• _RECORDS SHOWN_:
┌────────

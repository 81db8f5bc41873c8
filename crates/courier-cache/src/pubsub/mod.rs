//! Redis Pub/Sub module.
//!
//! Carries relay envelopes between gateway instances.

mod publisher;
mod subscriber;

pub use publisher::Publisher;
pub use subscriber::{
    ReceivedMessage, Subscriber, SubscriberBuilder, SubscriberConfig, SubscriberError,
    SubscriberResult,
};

└────────

With the line containing "filename crates/courier-cache/src/pubsub/mod.rs" as the first and the last line of the records as the final one, print exactly the lines in that span.

• _RESPONSE TO THE TASK_:
filename crates/courier-cache/src/pubsub/mod.rs
//! Redis Pub/Sub module.
//!
//! Carries relay envelopes between gateway instances.

mod publisher;
mod subscriber;

pub use publisher::Publisher;
pub use subscriber::{
    ReceivedMessage, Subscriber, SubscriberBuilder, SubscriberConfig, SubscriberError,
    SubscriberResult,
};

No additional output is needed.